**TASK OBJECTIVE**
Lines below starting with the line with "fn scan(dir: &Path, name: String, curl: String, is_root: bool)" and going on through the line with "has_record = true;" must be output exactly; the rest of the records must be left out.

**INPUT**
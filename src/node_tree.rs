//! The on-disk tree of configuration nodes.
//!
//! Every directory below the database root is a node. A node owns a record if its directory
//! contains `<name>.xml`; a node with a record and no child nodes is *simple*, every other node
//! is *complex* and is assembled from its children on read.

use std::{
    fs,
    path::{Path, PathBuf},
};

use tracing::{debug, trace};

use crate::curl;

/// Directory at the database root holding schema files rather than records.
const SCHEMAS_DIR: &str = "schemas";

/// A node of the tree.
#[derive(Debug, Clone, PartialEq, Eq)]
pub struct Node {
    name: String,
    curl: String,
    has_record: bool,
    children: Vec<Node>,
    other_records: Vec<String>,
}

impl Node {
    /// The directory name of this node.
    pub fn name(&self) -> &str {
        &self.name
    }

    /// The canonical curl of this node. Empty for the root.
    pub fn curl(&self) -> &str {
        &self.curl
    }

    /// Whether the node directory holds its own record file.
    pub fn has_record(&self) -> bool {
        self.has_record
    }

    /// Whether the node is backed by exactly one file.
    pub fn is_simple(&self) -> bool {
        self.has_record && self.children.is_empty()
    }

    /// Child nodes, sorted by name.
    pub fn children(&self) -> &[Node] {
        &self.children
    }

    fn child(&self, name: &str) -> Option<&Node> {
        self.children.iter().find(|c| c.name == name)
    }

    fn scan(dir: &Path, name: String, curl: String, is_root: bool) -> Self {
        let mut children = Vec::new();
        let mut other_records = Vec::new();
        let own_record = format!("{name}.xml");
        let mut has_record = false;

        match fs::read_dir(dir) {
            Ok(entries) => {
                for entry in entries.flatten() {
                    let file_name = entry.file_name().to_string_lossy().into_owned();
                    if file_name.starts_with('.') {
                        continue;
                    }
                    let Ok(file_type) = entry.file_type() else {
                        continue;
                    };
                    if file_type.is_dir() {
                        if is_root && file_name == SCHEMAS_DIR {
                            continue;
                        }
                        let child_curl = curl::join(&curl, &file_name);
                        children.push(Node::scan(&entry.path(), file_name, child_curl, false));
                    } else if file_name == own_record {
                        has_record = true;
                    } else if let Some(stem) = file_name.strip_suffix(".xml") {
                        other_records.push(stem.to_string());
                    }
                }
            }
            Err(err) => debug!("cannot list {}: {err}", dir.display()),
        }
        children.sort_by(|a, b| a.name.cmp(&b.name));
        other_records.sort();

        Self {
            name,
            curl,
            has_record,
            children,
            other_records,
        }
    }
}

/// Snapshot of the node hierarchy below a database root.
#[derive(Debug, Clone)]
pub struct NodeTree {
    base: PathBuf,
    root: Node,
}

impl NodeTree {
    /// Scans the directory hierarchy below `base`.
    ///
    /// A missing or unreadable root yields an empty tree.
    pub fn scan(base: impl AsRef<Path>) -> Self {
        let base = base.as_ref().to_path_buf();
        let name = base
            .file_name()
            .map(|n| n.to_string_lossy().into_owned())
            .unwrap_or_default();
        let root = Node::scan(&base, name, String::new(), true);
        trace!("scanned node tree at {}", base.display());
        Self { base, root }
    }

    /// Rebuilds the tree from disk.
    pub fn rescan(&self) -> Self {
        Self::scan(&self.base)
    }

    /// The directory this tree was scanned from.
    pub fn base(&self) -> &Path {
        &self.base
    }

    /// The root node.
    pub fn root(&self) -> &Node {
        &self.root
    }

    /// Finds the node at `curl`. The empty curl addresses the root.
    pub fn find(&self, curl: &str) -> Option<&Node> {
        let mut node = &self.root;
        for segment in curl::canonical(curl).split('/').filter(|s| !s.is_empty()) {
            node = node.child(segment)?;
        }
        Some(node)
    }

    /// Lists the children of the node at `curl` as space separated names.
    ///
    /// Child directories are listed by name, other record files in the directory by their name
    /// without the `.xml` extension. Unknown curls list as empty.
    pub fn list(&self, curl: &str) -> String {
        let Some(node) = self.find(curl) else {
            return String::new();
        };
        let mut names: Vec<&str> = node.children.iter().map(|c| c.name.as_str()).collect();
        for other in &node.other_records {
            if !names.contains(&other.as_str()) {
                names.push(other);
            }
        }
        names.join(" ")
    }
}

#[cfg(test)]
mod tests {
    use std::fs;

    use testresult::TestResult;

    use super::*;
    use crate::test_utils::write_record;

    #[test]
    fn scan_classifies_nodes() -> TestResult {
        let dir = tempfile::tempdir()?;
        let base = dir.path().join("CDB");
        write_record(&base, "MACI/Managers/Manager", "<Manager/>")?;
        write_record(&base, "MACI/Containers/Container", "<Container/>")?;
        write_record(&base, "MACI/Containers/Container/Sub", "<Sub/>")?;
        fs::create_dir_all(base.join("schemas"))?;
        fs::create_dir_all(base.join(".svn"))?;
        fs::write(base.join("MACI/Containers/Extra.xml"), "<Extra/>")?;

        let tree = NodeTree::scan(&base);
        assert_eq!(tree.root().name(), "CDB");
        assert_eq!(tree.list(""), "MACI");

        let manager = tree.find("MACI/Managers/Manager").expect("manager exists");
        assert!(manager.is_simple());
        assert_eq!(manager.curl(), "MACI/Managers/Manager");

        let container = tree.find("/MACI/Containers/Container/").expect("container exists");
        assert!(container.has_record());
        assert!(!container.is_simple());

        let managers = tree.find("MACI/Managers").expect("managers exists");
        assert!(!managers.has_record());
        assert!(!managers.is_simple());

        assert_eq!(tree.list("MACI/Containers"), "Container Extra");
        assert_eq!(tree.list("MACI/Managers/Manager"), "");
        assert_eq!(tree.list("Nowhere"), "");
        assert!(tree.find("MACI/Nowhere").is_none());
        Ok(())
    }

    #[test]
    fn missing_root_is_empty() {
        let tree = NodeTree::scan("/definitely/not/a/cdb/root");
        assert!(tree.root().children().is_empty());
        assert_eq!(tree.list(""), "");
    }
}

**WRITTEN REPLY**
    fn scan(dir: &Path, name: String, curl: String, is_root: bool) -> Self {
        let mut children = Vec::new();
        let mut other_records = Vec::new();
        let own_record = format!("{name}.xml");
        let mut has_record = false;

        match fs::read_dir(dir) {
            Ok(entries) => {
                for entry in entries.flatten() {
                    let file_name = entry.file_name().to_string_lossy().into_owned();
                    if file_name.starts_with('.') {
                        continue;
                    }
                    let Ok(file_type) = entry.file_type() else {
                        continue;
                    };
                    if file_type.is_dir() {
                        if is_root && file_name == SCHEMAS_DIR {
                            continue;
                        }
                        let child_curl = curl::join(&curl, &file_name);
                        children.push(Node::scan(&entry.path(), file_name, child_curl, false));
                    } else if file_name == own_record {
                        has_record = true;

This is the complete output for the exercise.